▶ [What is being asked]
Scan the entries below and give the number of lines containing "PathBuf", with no accompanying words.

▶ [Recorded data]
■ ■ ■

//! Patient service and related types.
//!
//! This module provides the main service for patient operations, combining
//! the patient store with queue ordering and wait-time estimation for use by
//! the REST and CLI layers.

use crate::config::CoreConfig;
use crate::error::TriageResult;
use crate::patient::{NewPatient, Patient, PatientUpdate};
use crate::queue::order_by_urgency;
use crate::record_id::RecordId;
use crate::store::PatientStore;
use crate::wait_time::{estimate_wait, WaitEstimate};
use std::sync::Arc;
use triage_types::NationalId;

/// Pure patient data operations - no API concerns
#[derive(Clone)]
pub struct PatientService {
    cfg: Arc<CoreConfig>,
    store: PatientStore,
}

impl PatientService {
    /// Creates a new instance of PatientService.
    ///
    /// # Returns
    /// A new `PatientService` instance ready to handle patient operations.
    pub fn new(cfg: Arc<CoreConfig>) -> Self {
        let store = PatientStore::new(cfg.clone());
        Self { cfg, store }
    }

    /// Registers a new patient into the waiting population.
    ///
    /// # Errors
    ///
    /// Returns a `TriageError` if the national identifier is already
    /// registered or the record cannot be persisted.
    pub fn register_patient(&self, new_patient: NewPatient) -> TriageResult<Patient> {
        self.store.register(new_patient)
    }

    /// Lists all registered patients in storage order.
    pub fn list_patients(&self) -> Vec<Patient> {
        self.store.list()
    }

    /// Returns the waiting queue ordered by urgency, then arrival.
    pub fn waiting_queue(&self) -> Vec<Patient> {
        order_by_urgency(&self.store.list())
    }

    /// Looks up a patient by national identifier.
    pub fn find_by_national_id(
        &self,
        national_id: &NationalId,
    ) -> TriageResult<Option<Patient>> {
        self.store.find_by_national_id(national_id)
    }

    /// Applies an update to an existing patient record.
    ///
    /// The triage timestamp is preserved; see [`PatientStore::update`].
    pub fn update_patient(&self, id: &RecordId, update: PatientUpdate) -> TriageResult<Patient> {
        self.store.update(id, update)
    }

    /// Removes a patient by national identifier.
    pub fn remove_by_national_id(&self, national_id: &NationalId) -> TriageResult<()> {
        self.store.remove_by_national_id(national_id)
    }

    /// Estimates the wait time for a patient given the available caregivers.
    ///
    /// Orders a fresh snapshot of the waiting population and estimates using
    /// the configured base minutes per patient. Absent patients and
    /// non-positive caregiver counts are reported as
    /// [`WaitEstimate::NotInQueue`] and [`WaitEstimate::NoCaregivers`], never
    /// as errors.
    pub fn estimate_wait(&self, national_id: &NationalId, caregivers: i32) -> WaitEstimate {
        estimate_wait(
            national_id,
            &self.waiting_queue(),
            caregivers,
            self.cfg.base_minutes_per_patient(),
        )
    }
}
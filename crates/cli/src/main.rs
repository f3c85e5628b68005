use chrono::{DateTime, Utc};
use clap::{Parser, Subcommand};
use std::path::PathBuf;
use std::sync::Arc;
use triage_core::{
    config::base_minutes_from_env_value, constants::DEFAULT_PATIENT_DATA_DIR, CoreConfig,
    NewPatient, Patient, PatientService, PatientUpdate, Priority, RecordId, VitalSigns,
    WaitEstimate,
};
use triage_types::{NationalId, NonEmptyText};

#[derive(Parser)]
#[command(name = "triage")]
#[command(about = "Hospital triage queue CLI")]
struct Cli {
    #[command(subcommand)]
    command: Option<Commands>,
}

#[derive(Subcommand)]
enum Commands {
    /// List the waiting queue ordered by urgency
    List,
    /// Register a new patient
    Register {
        /// Patient name
        name: String,
        /// Age in years
        age: u32,
        /// National identifier
        national_id: String,
        /// Priority label (e.g. "Emergência")
        priority: String,
        /// Free-text symptom description
        #[arg(long)]
        symptoms: Option<String>,
        /// Systolic blood pressure (mmHg)
        #[arg(long)]
        systolic_pressure: Option<f64>,
        /// Diastolic blood pressure (mmHg)
        #[arg(long)]
        diastolic_pressure: Option<f64>,
        /// Heart rate (beats per minute)
        #[arg(long)]
        heart_rate: Option<f64>,
        /// Body temperature (°C)
        #[arg(long)]
        temperature: Option<f64>,
        /// Triage timestamp (RFC 3339); defaults to now
        #[arg(long)]
        triaged_at: Option<String>,
    },
    /// Find a patient by national identifier
    Find {
        /// National identifier
        national_id: String,
    },
    /// Update a patient record
    Update {
        /// Record identifier (32 lowercase hex characters)
        id: String,
        /// Patient name
        name: String,
        /// Age in years
        age: u32,
        /// National identifier
        national_id: String,
        /// Priority label (e.g. "Emergência")
        priority: String,
        /// Free-text symptom description
        #[arg(long)]
        symptoms: Option<String>,
        /// Systolic blood pressure (mmHg)
        #[arg(long)]
        systolic_pressure: Option<f64>,
        /// Diastolic blood pressure (mmHg)
        #[arg(long)]
        diastolic_pressure: Option<f64>,
        /// Heart rate (beats per minute)
        #[arg(long)]
        heart_rate: Option<f64>,
        /// Body temperature (°C)
        #[arg(long)]
        temperature: Option<f64>,
    },
    /// Remove a patient by national identifier
    Remove {
        /// National identifier
        national_id: String,
    },
    /// Estimate a patient's wait time
    Estimate {
        /// National identifier
        national_id: String,
        /// Number of available caregivers
        caregivers: i32,
    },
}

fn main() -> Result<(), Box<dyn std::error::Error>> {
    let cli = Cli::parse();

    let patient_data_dir = std::env::var("PATIENT_DATA_DIR")
        .unwrap_or_else(|_| DEFAULT_PATIENT_DATA_DIR.into());
    let base_minutes = base_minutes_from_env_value(std::env::var("TRIAGE_BASE_MINUTES").ok())?;
    let cfg = Arc::new(CoreConfig::new(PathBuf::from(patient_data_dir), base_minutes)?);
    let service = PatientService::new(cfg);

    match cli.command {
        Some(Commands::List) => {
            let queue = service.waiting_queue();
            if queue.is_empty() {
                println!("No patients waiting.");
            } else {
                for (position, patient) in queue.iter().enumerate() {
                    print_queue_entry(position, patient);
                }
            }
        }
        Some(Commands::Register {
            name,
            age,
            national_id,
            priority,
            symptoms,
            systolic_pressure,
            diastolic_pressure,
            heart_rate,
            temperature,
            triaged_at,
        }) => {
            let triaged_at = triaged_at.as_deref().map(parse_timestamp).transpose()?;

            let new_patient = NewPatient {
                name: NonEmptyText::new(&name)?,
                age,
                national_id: NationalId::new(&national_id)?,
                symptoms,
                priority: Priority::from_label(&priority)?,
                vitals: VitalSigns {
                    systolic_pressure,
                    diastolic_pressure,
                    heart_rate,
                    temperature,
                },
                triaged_at,
            };

            match service.register_patient(new_patient) {
                Ok(patient) => println!(
                    "Registered {} with record ID: {}",
                    patient.name, patient.id
                ),
                Err(e) => eprintln!("Error registering patient: {}", e),
            }
        }
        Some(Commands::Find { national_id }) => {
            let national_id = NationalId::new(&national_id)?;
            match service.find_by_national_id(&national_id) {
                Ok(Some(patient)) => print_patient(&patient),
                Ok(None) => println!("No patient found with national ID {}", national_id),
                Err(e) => eprintln!("Error finding patient: {}", e),
            }
        }
        Some(Commands::Update {
            id,
            name,
            age,
            national_id,
            priority,
            symptoms,
            systolic_pressure,
            diastolic_pressure,
            heart_rate,
            temperature,
        }) => {
            let id: RecordId = id.parse()?;
            let update = PatientUpdate {
                name: NonEmptyText::new(&name)?,
                age,
                national_id: NationalId::new(&national_id)?,
                symptoms,
                priority: Priority::from_label(&priority)?,
                vitals: VitalSigns {
                    systolic_pressure,
                    diastolic_pressure,
                    heart_rate,
                    temperature,
                },
            };

            match service.update_patient(&id, update) {
                Ok(patient) => println!("Updated patient {}", patient.id),
                Err(e) => eprintln!("Error updating patient: {}", e),
            }
        }
        Some(Commands::Remove { national_id }) => {
            let national_id = NationalId::new(&national_id)?;
            match service.remove_by_national_id(&national_id) {
                Ok(()) => println!("Removed patient with national ID {}", national_id),
                Err(e) => eprintln!("Error removing patient: {}", e),
            }
        }
        Some(Commands::Estimate {
            national_id,
            caregivers,
        }) => {
            let national_id = NationalId::new(&national_id)?;
            match service.estimate_wait(&national_id, caregivers) {
                WaitEstimate::Queued { hours, minutes } => println!(
                    "Estimated wait for {}: {} hours and {} minutes.",
                    national_id, hours, minutes
                ),
                WaitEstimate::NotInQueue => {
                    println!("Patient is not in the waiting queue (already treated or not registered).")
                }
                WaitEstimate::NoCaregivers => {
                    println!("No caregivers available, wait time is undefined.")
                }
            }
        }
        None => {
            println!("Use 'triage --help' for commands");
        }
    }

    Ok(())
}

fn parse_timestamp(input: &str) -> Result<DateTime<Utc>, triage_core::TriageError> {
    DateTime::parse_from_rfc3339(input)
        .map(|dt| dt.with_timezone(&Utc))
        .map_err(|_| {
            triage_core::TriageError::InvalidInput(format!(
                "invalid RFC 3339 timestamp: '{input}'"
            ))
        })
}

fn print_queue_entry(position: usize, patient: &Patient) {
    println!(
        "{}. [{}] {} (national ID {}), triaged at {}",
        position + 1,
        patient.priority,
        patient.name,
        patient.national_id,
        patient.triaged_at.to_rfc3339()
    );
}

fn print_patient(patient: &Patient) {
    println!("ID: {}", patient.id);
    println!("Name: {}", patient.name);
    println!("Age: {}", patient.age);
    println!("National ID: {}", patient.national_id);
    println!("Priority: {}", patient.priority);
    if let Some(symptoms) = &patient.symptoms {
        println!("Symptoms: {}", symptoms);
    }
    println!("Triaged at: {}", patient.triaged_at.to_rfc3339());
}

■ ■ ■

▶ [Written response]
2